In the third article of my series on variational auto-encoders, I want to discuss categorical variational auto-encoders. This variant allows to learn a latent space of discrete (e.g. categorical or Bernoulli) latent variables. Compared to regular variational auto-encoders, the main challenge lies in deriving a working reparameterization trick for discrete latent variables — the so-called Gumbel trick.

Vanilla variational auto-encoders as introduced in [] consider a Gaussian latent space. As such, all variables are considered independent and continuous. An interesting extension considers discrete latent variables; the, the corresponding prior distribution over the latent space is characterized by independent categorical distributions. In the case of binary latent variables, this reduces to Bernoulli distributions.

In this article, I want to discuss the mathematical background of categorical variational auto-encoders. In addition, this is the third article in my series on variational auto-encoders; check out the first two articles:

Prerequisites. This article requires basic understanding of linear algebra, probability theory — including conditional probability, Gaussian distributions, Bernoulli distributions and expectations &mdash as well as (convolutional) neural networks. The first two articles on regular variational auto-encoders and denoising variational auto-encoders will also benefit understanding.

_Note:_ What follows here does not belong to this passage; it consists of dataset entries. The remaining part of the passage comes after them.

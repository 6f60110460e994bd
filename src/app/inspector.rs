use crate::app::config::SchemaFilter;
use crate::app::models::{ColumnRecord, ForeignKeyRecord};
use anyhow::{Context, Result};

// Owns every query against the catalog.
//
// Rows are shaped in SQL so they already match what the formatter expects:
// short type names, serial columns flagged as identity, `::type` casts
// stripped from defaults and referential actions spelled with underscores.
// Only casts right after a closing quote or paren are stripped, so `::` inside
// a string literal survives. Foreign keys are read from `pg_constraint` because
// a key may reference a unique index that is not itself a constraint.
// Schema lists are bound as `text[]` parameters; an empty include list means
// "every schema not excluded".

const COLUMNS_QUERY: &str = r#"
    SELECT
        c.table_schema::text AS "schema",
        c.table_name::text AS "table",
        c.column_name::text AS "column",
        CASE c.udt_name::text WHEN 'bpchar' THEN 'char' ELSE c.udt_name::text END AS data_type,
        c.character_maximum_length::int4 AS char_max_length,
        c.numeric_precision::int4 AS numeric_precision,
        c.numeric_scale::int4 AS numeric_scale,
        (c.is_nullable = 'YES') AS nullable,
        CASE
            WHEN c.column_default LIKE 'nextval(%' THEN NULL
            ELSE regexp_replace(c.column_default::text, '(''|\))::[a-zA-Z_ ]+(\[\])?', '\1', 'g')
        END AS default_expr,
        (pk.column_name IS NOT NULL) AS is_primary_key,
        (c.is_identity = 'YES' OR COALESCE(c.column_default LIKE 'nextval(%', false)) AS is_identity,
        (uq.column_name IS NOT NULL) AS is_unique
    FROM information_schema.tables t
    JOIN information_schema.columns c
        ON t.table_name = c.table_name
        AND t.table_schema = c.table_schema
    LEFT JOIN (
        SELECT DISTINCT ku.table_schema, ku.table_name, ku.column_name
        FROM information_schema.table_constraints tc
        JOIN information_schema.key_column_usage ku
            ON tc.constraint_name = ku.constraint_name
            AND tc.table_schema = ku.table_schema
        WHERE tc.constraint_type = 'PRIMARY KEY'
    ) pk ON c.table_name = pk.table_name
        AND c.column_name = pk.column_name
        AND c.table_schema = pk.table_schema
    LEFT JOIN (
        SELECT DISTINCT ku.table_schema, ku.table_name, ku.column_name
        FROM information_schema.table_constraints tc
        JOIN information_schema.key_column_usage ku
            ON tc.constraint_name = ku.constraint_name
            AND tc.table_schema = ku.table_schema
        WHERE tc.constraint_type = 'UNIQUE'
    ) uq ON c.table_name = uq.table_name
        AND c.column_name = uq.column_name
        AND c.table_schema = uq.table_schema
    WHERE t.table_type = 'BASE TABLE'
        AND (cardinality($1::text[]) = 0 OR t.table_schema::text = ANY($1::text[]))
        AND NOT (t.table_schema::text = ANY($2::text[]))
    ORDER BY t.table_schema, t.table_name, c.ordinal_position
"#;

const FOREIGN_KEYS_QUERY: &str = r#"
    SELECT
        fns.nspname::text AS fk_schema,
        fc.relname::text AS fk_table,
        fa.attname::text AS fk_column,
        rn.nspname::text AS pk_schema,
        rc.relname::text AS pk_table,
        ra.attname::text AS pk_column,
        CASE con.confdeltype
            WHEN 'a' THEN 'NO_ACTION'
            WHEN 'r' THEN 'RESTRICT'
            WHEN 'c' THEN 'CASCADE'
            WHEN 'n' THEN 'SET_NULL'
            WHEN 'd' THEN 'SET_DEFAULT'
        END AS delete_action,
        CASE con.confupdtype
            WHEN 'a' THEN 'NO_ACTION'
            WHEN 'r' THEN 'RESTRICT'
            WHEN 'c' THEN 'CASCADE'
            WHEN 'n' THEN 'SET_NULL'
            WHEN 'd' THEN 'SET_DEFAULT'
        END AS update_action
    FROM pg_constraint con
    CROSS JOIN LATERAL unnest(con.conkey, con.confkey)
        WITH ORDINALITY AS k(attnum, ref_attnum, ord)
    JOIN pg_class fc ON fc.oid = con.conrelid
    JOIN pg_namespace fns ON fns.oid = fc.relnamespace
    JOIN pg_attribute fa ON fa.attrelid = con.conrelid AND fa.attnum = k.attnum
    JOIN pg_class rc ON rc.oid = con.confrelid
    JOIN pg_namespace rn ON rn.oid = rc.relnamespace
    JOIN pg_attribute ra ON ra.attrelid = con.confrelid AND ra.attnum = k.ref_attnum
    WHERE con.contype = 'f'
        AND (cardinality($1::text[]) = 0 OR fns.nspname::text = ANY($1::text[]))
        AND NOT (fns.nspname::text = ANY($2::text[]))
    ORDER BY con.conname, fns.nspname, fc.relname, k.ord
"#;

pub struct Inspector<'a> {
    pool: &'a sqlx::PgPool,
    filter: &'a SchemaFilter,
}

impl<'a> Inspector<'a> {
    pub fn new(pool: &'a sqlx::PgPool, filter: &'a SchemaFilter) -> Self {
        Self { pool, filter }
    }

    /// Columns of every base table, ordered by schema, table and ordinal position.
    pub async fn columns(&self) -> Result<Vec<ColumnRecord>> {
        sqlx::query_as::<_, ColumnRecord>(COLUMNS_QUERY)
            .bind(self.filter.included())
            .bind(self.filter.excluded())
            .fetch_all(self.pool)
            .await
            .context("Failed to fetch tables and columns")
    }

    /// One row per foreign key column pair, ordered by constraint name.
    pub async fn foreign_keys(&self) -> Result<Vec<ForeignKeyRecord>> {
        sqlx::query_as::<_, ForeignKeyRecord>(FOREIGN_KEYS_QUERY)
            .bind(self.filter.included())
            .bind(self.filter.excluded())
            .fetch_all(self.pool)
            .await
            .context("Failed to fetch foreign key relationships")
    }
}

The original variational auto-encoder is based on the more general continuous latent variable model as illustrated in Figure 1. As such, the model is intended to learn a latent space $\mathcal{Z} = \mathbb{R}^Q$ using a given set of samples $\{y_m\} \subseteq \mathcal{Y} = \mathbb{R}^R$ where $Q \ll R$, i.e. a dimensionality reduction. The model consists of the generative model $p(y | z)$ given a fixed prior $p(z)$, and the recognition (inference) model $q(z | y)$. The vanilla variational auto-encoder imposes a unit Gaussian prior

$p(z) = \mathcal{N}(z; 0, I_Q)$

such that the recognition model $q(z | y)$ also needs to be modeled as Gaussian distribution.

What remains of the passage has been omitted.